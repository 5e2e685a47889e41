#![cfg_attr(coverage_nightly, feature(coverage_attribute))]
//! `RepoKit` `SeaORM` backend.
//!
//! Implements the repository contracts of `repokit-spec` on top of `SeaORM`:
//!
//! - [`translate`]: specification trees to `SeaORM` [`Condition`](sea_orm::Condition)s
//! - [`query`]: applying specifications, order options and paging to a `Select`
//! - [`repository`]: the CRUD adapter driven by [`RepositoryHooks`]
//! - [`blocking`]: a blocking facade over the async adapter
//! - [`tx`]: an explicit transaction scope spanning several repository calls
//!
//! Connection handling ([`DbHandle`], [`ConnectOpts`]) and configuration
//! ([`config::DbConfig`]) live here as well.
//!
//! # Features
//! - `sqlite` (default), `pg`, `mysql`: enable `SQLx` backends
//!
//! # Example
//! ```rust,no_run
//! use repokit_db::{ConnectOpts, DbHandle, SeaCrudRepository};
//! # async fn demo<H: repokit_db::RepositoryHooks>(hooks: H) -> repokit_db::Result<()> {
//! let db = DbHandle::connect("sqlite::memory:", ConnectOpts::default()).await?;
//! let repo = SeaCrudRepository::new(hooks, db.clone());
//! # let _ = repo;
//! # Ok(())
//! # }
//! ```

#![cfg_attr(
    not(any(feature = "pg", feature = "mysql", feature = "sqlite")),
    allow(unused_imports, unused_variables, dead_code, unreachable_code)
)]

pub mod blocking;
pub mod config;
pub mod error;
pub mod hooks;
pub mod query;
pub mod repository;
pub mod session;
pub mod translate;
pub mod tx;

mod pool_opts;
#[cfg(feature = "sqlite")]
mod sqlite;

pub use blocking::{BlockingCrudRepository, BlockingDb, BlockingTx};
pub use config::{DbConfig, PoolCfg};
pub use error::{RepoAction, RepoError, RepoResult};
pub use hooks::RepositoryHooks;
pub use query::SpecificationQueryExt;
pub use repository::SeaCrudRepository;
pub use session::SessionProvider;
pub use translate::spec_to_condition;
pub use tx::{TxError, TxFuture, run_in_transaction};

use std::time::Duration;

#[cfg(any(feature = "pg", feature = "mysql", feature = "sqlite"))]
use pool_opts::ApplyPoolOpts;

use sea_orm::{DatabaseConnection, DatabaseTransaction};
use thiserror::Error;

/// Library-local result type.
pub type Result<T> = std::result::Result<T, DbError>;

/// Connection and configuration errors.
///
/// Repository operations report [`RepoError`] instead.
#[derive(Debug, Error)]
pub enum DbError {
    #[error("Unknown DSN: {0}")]
    UnknownDsn(String),

    #[error("Feature not enabled: {0}")]
    FeatureDisabled(&'static str),

    #[error("Invalid configuration: {0}")]
    InvalidConfig(String),

    #[error("Environment variable error: {0}")]
    EnvVar(#[from] std::env::VarError),

    #[error(transparent)]
    Config(#[from] Box<figment::Error>),

    #[cfg(any(feature = "pg", feature = "mysql", feature = "sqlite"))]
    #[error(transparent)]
    Sqlx(#[from] sea_orm::sqlx::Error),

    #[error(transparent)]
    Sea(#[from] sea_orm::DbErr),

    #[error(transparent)]
    Io(#[from] std::io::Error),
}

/// Supported engines.
#[derive(Clone, Copy, Debug, PartialEq, Eq)]
pub enum DbEngine {
    Postgres,
    MySql,
    Sqlite,
}

/// Pool options; each driver applies the subset it supports.
#[derive(Clone, Debug)]
pub struct ConnectOpts {
    /// Maximum number of connections in the pool.
    pub max_conns: Option<u32>,
    /// Minimum number of connections in the pool.
    pub min_conns: Option<u32>,
    /// Timeout to acquire a connection from the pool.
    pub acquire_timeout: Option<Duration>,
    /// Idle timeout before a connection is closed.
    pub idle_timeout: Option<Duration>,
    /// Maximum lifetime for a connection.
    pub max_lifetime: Option<Duration>,
    /// Test connection health before acquire.
    pub test_before_acquire: bool,
    /// For `SQLite` file DSNs, create parent directories if missing.
    pub create_sqlite_dirs: bool,
}

impl Default for ConnectOpts {
    fn default() -> Self {
        Self {
            max_conns: Some(10),
            min_conns: None,
            acquire_timeout: Some(Duration::from_secs(30)),
            idle_timeout: None,
            max_lifetime: None,
            test_before_acquire: false,
            create_sqlite_dirs: true,
        }
    }
}

/// Pooled connection to one database.
///
/// Cloning is cheap: clones share the pool.
#[derive(Debug, Clone)]
pub struct DbHandle {
    engine: DbEngine,
    dsn: String,
    sea: DatabaseConnection,
}

impl DbHandle {
    /// Detect engine by DSN scheme.
    ///
    /// # Errors
    /// Returns `DbError::UnknownDsn` if the DSN scheme is not recognized.
    pub fn detect(dsn: &str) -> Result<DbEngine> {
        let s = dsn.trim_start();
        if s.starts_with("postgres://") || s.starts_with("postgresql://") {
            Ok(DbEngine::Postgres)
        } else if s.starts_with("mysql://") {
            Ok(DbEngine::MySql)
        } else if s.starts_with("sqlite:") {
            Ok(DbEngine::Sqlite)
        } else {
            Err(DbError::UnknownDsn(redact_credentials_in_dsn(dsn)))
        }
    }

    /// Connect and build handle.
    ///
    /// # Errors
    /// Returns an error if the DSN is invalid, the backend feature is
    /// disabled, or the pool cannot connect.
    pub async fn connect(dsn: &str, opts: ConnectOpts) -> Result<Self> {
        let engine = Self::detect(dsn)?;
        tracing::debug!(
            dsn = %redact_credentials_in_dsn(dsn),
            engine = ?engine,
            "Building database connection"
        );
        match engine {
            #[cfg(feature = "pg")]
            DbEngine::Postgres => {
                let pool = sea_orm::sqlx::postgres::PgPoolOptions::new()
                    .apply(&opts)
                    .connect(dsn)
                    .await?;
                Ok(Self {
                    engine,
                    dsn: dsn.to_owned(),
                    sea: sea_orm::SqlxPostgresConnector::from_sqlx_postgres_pool(pool),
                })
            }
            #[cfg(not(feature = "pg"))]
            DbEngine::Postgres => Err(DbError::FeatureDisabled("PostgreSQL feature not enabled")),
            #[cfg(feature = "mysql")]
            DbEngine::MySql => {
                let pool = sea_orm::sqlx::mysql::MySqlPoolOptions::new()
                    .apply(&opts)
                    .connect(dsn)
                    .await?;
                Ok(Self {
                    engine,
                    dsn: dsn.to_owned(),
                    sea: sea_orm::SqlxMySqlConnector::from_sqlx_mysql_pool(pool),
                })
            }
            #[cfg(not(feature = "mysql"))]
            DbEngine::MySql => Err(DbError::FeatureDisabled("MySQL feature not enabled")),
            #[cfg(feature = "sqlite")]
            DbEngine::Sqlite => {
                let dsn = sqlite::prepare_sqlite_path(dsn, opts.create_sqlite_dirs)?;
                let pool = sea_orm::sqlx::sqlite::SqlitePoolOptions::new()
                    .apply(&opts)
                    .connect(&dsn)
                    .await?;
                Ok(Self {
                    engine,
                    dsn,
                    sea: sea_orm::SqlxSqliteConnector::from_sqlx_sqlite_pool(pool),
                })
            }
            #[cfg(not(feature = "sqlite"))]
            DbEngine::Sqlite => Err(DbError::FeatureDisabled("SQLite feature not enabled")),
        }
    }

    #[must_use]
    pub fn engine(&self) -> DbEngine {
        self.engine
    }

    /// DSN with credentials redacted.
    #[must_use]
    pub fn dsn(&self) -> String {
        redact_credentials_in_dsn(&self.dsn)
    }

    /// The `SeaORM` connection backing this handle.
    #[must_use]
    pub fn sea(&self) -> &DatabaseConnection {
        &self.sea
    }

    /// Run `f` inside one transaction: commit on `Ok`, roll back on `Err`.
    ///
    /// Repositories built over the `&DatabaseTransaction` handed to `f` open
    /// savepoints inside it, so several repository calls become atomic.
    ///
    /// # Errors
    /// `TxError::Domain` carries the closure's error, `TxError::Infra` a
    /// failure to begin or commit.
    pub async fn transaction<T, E, F>(&self, f: F) -> std::result::Result<T, TxError<E>>
    where
        F: for<'c> FnOnce(&'c DatabaseTransaction) -> TxFuture<'c, T, E> + Send,
        T: Send,
        E: Send,
    {
        run_in_transaction(&self.sea, f).await
    }

    /// Close the pool.
    pub async fn close(self) {
        if let Err(e) = self.sea.close().await {
            tracing::warn!(error = %e, "Failed to close database connection");
        }
    }
}

/// DSN with the password replaced by `***`. Unparseable DSNs that carry
/// credentials are redacted entirely.
#[must_use]
pub fn redact_credentials_in_dsn(dsn: &str) -> String {
    if !dsn.contains('@') {
        return dsn.to_owned();
    }
    match url::Url::parse(dsn) {
        Ok(mut parsed) => {
            if parsed.password().is_some() && parsed.set_password(Some("***")).is_err() {
                return "***".to_owned();
            }
            parsed.to_string()
        }
        Err(_) => "***".to_owned(),
    }
}
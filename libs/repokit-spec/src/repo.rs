//! Repository contracts.
//!
//! [`AsyncCrudRepository`] and [`CrudRepository`] share one contract; the async
//! form suspends at storage I/O and returns the same results.

use async_trait::async_trait;

use crate::{OrderOptions, PagingOptions, Specification};

/// Asynchronous CRUD repository over one kind of domain model.
#[async_trait]
pub trait AsyncCrudRepository: Send + Sync {
    type Model: Send;
    type Id: Send + Sync;
    type CreateForm: Send;
    type UpdateForm: Send;
    type Error: std::error::Error + Send + Sync + 'static;

    /// Models matching `spec` (all when `None`), ordered by `order` (or the
    /// repository default) and windowed by `paging`.
    ///
    /// # Errors
    /// Backend errors, or an invalid `spec`/`order`.
    async fn get_collection(
        &self,
        spec: Option<&Specification>,
        order: Option<&OrderOptions>,
        paging: Option<PagingOptions>,
    ) -> Result<Vec<Self::Model>, Self::Error>;

    /// Number of models matching `spec`.
    ///
    /// # Errors
    /// Backend errors, or an invalid `spec`.
    async fn count(&self, spec: Option<&Specification>) -> Result<u64, Self::Error>;

    /// Model with the given id.
    ///
    /// # Errors
    /// Not-found when no model has `id`.
    async fn get(&self, id: &Self::Id) -> Result<Self::Model, Self::Error>;

    /// # Errors
    /// Backend errors only.
    async fn exists(&self, id: &Self::Id) -> Result<bool, Self::Error>;

    /// Persist a new model and return it with its assigned id.
    ///
    /// # Errors
    /// Constraint violations or backend errors.
    async fn create(&self, form: Self::CreateForm) -> Result<Self::Model, Self::Error>;

    /// Apply the fields present in `form`; absent fields are left unchanged.
    ///
    /// # Errors
    /// Not-found, constraint violations or backend errors.
    async fn update(&self, id: &Self::Id, form: Self::UpdateForm)
    -> Result<Self::Model, Self::Error>;

    /// Remove the model and return it as it was before removal.
    ///
    /// # Errors
    /// Not-found, constraint violations or backend errors.
    async fn delete(&self, id: &Self::Id) -> Result<Self::Model, Self::Error>;
}

/// Blocking CRUD repository. Same contract as [`AsyncCrudRepository`].
pub trait CrudRepository {
    type Model;
    type Id;
    type CreateForm;
    type UpdateForm;
    type Error: std::error::Error + Send + Sync + 'static;

    /// # Errors
    /// Backend errors, or an invalid `spec`/`order`.
    fn get_collection(
        &self,
        spec: Option<&Specification>,
        order: Option<&OrderOptions>,
        paging: Option<PagingOptions>,
    ) -> Result<Vec<Self::Model>, Self::Error>;

    /// # Errors
    /// Backend errors, or an invalid `spec`.
    fn count(&self, spec: Option<&Specification>) -> Result<u64, Self::Error>;

    /// # Errors
    /// Not-found when no model has `id`.
    fn get(&self, id: &Self::Id) -> Result<Self::Model, Self::Error>;

    /// # Errors
    /// Backend errors only.
    fn exists(&self, id: &Self::Id) -> Result<bool, Self::Error>;

    /// # Errors
    /// Constraint violations or backend errors.
    fn create(&self, form: Self::CreateForm) -> Result<Self::Model, Self::Error>;

    /// # Errors
    /// Not-found, constraint violations or backend errors.
    fn update(&self, id: &Self::Id, form: Self::UpdateForm) -> Result<Self::Model, Self::Error>;

    /// # Errors
    /// Not-found, constraint violations or backend errors.
    fn delete(&self, id: &Self::Id) -> Result<Self::Model, Self::Error>;
}
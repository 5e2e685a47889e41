#![cfg_attr(coverage_nightly, feature(coverage_attribute))]
//! `RepoKit` repository vocabulary.
//!
//! Storage-agnostic building blocks shared by every repository backend:
//!
//! - [`Specification`]: an immutable predicate tree (`attribute`, `and`, `or`, `not`)
//! - [`OrderOptions`]: a compound sort key applied left to right
//! - [`PagingOptions`] and [`PageResolver`]: limit/offset windows
//! - [`CrudRepository`] and [`AsyncCrudRepository`]: the repository contract
//!
//! Backends (for example `repokit-db` for `SeaORM`) translate these values into
//! native queries; nothing in this crate touches storage.
//!
//! # Example
//! ```rust
//! use repokit_spec::{OrderOptions, PagingOptions, Specification};
//!
//! let spec = Specification::attr("status", "active")
//!     .and(!Specification::attr("username", "root"));
//! let order = OrderOptions::new().desc("created_at").asc("id");
//! let paging = PagingOptions::new(Some(20), Some(40));
//!
//! assert_eq!(order.len(), 2);
//! assert_eq!(paging.limit, Some(20));
//! assert_eq!(spec.to_string(), "(status = 'active' and not (username = 'root'))");
//! ```

pub mod order;
pub mod paging;
pub mod repo;
pub mod spec;

pub use order::{NullsOrder, OrderDirection, OrderOption, OrderOptions, OrderParseError};
pub use paging::{PageResolver, PagingOptions};
pub use repo::{AsyncCrudRepository, CrudRepository};
pub use spec::{Operator, Specification, Value};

::::

§ Exercise goal
If a line of the entries above includes the word "SeaORM", count it; then state the total and nothing else.

§ Final answer
5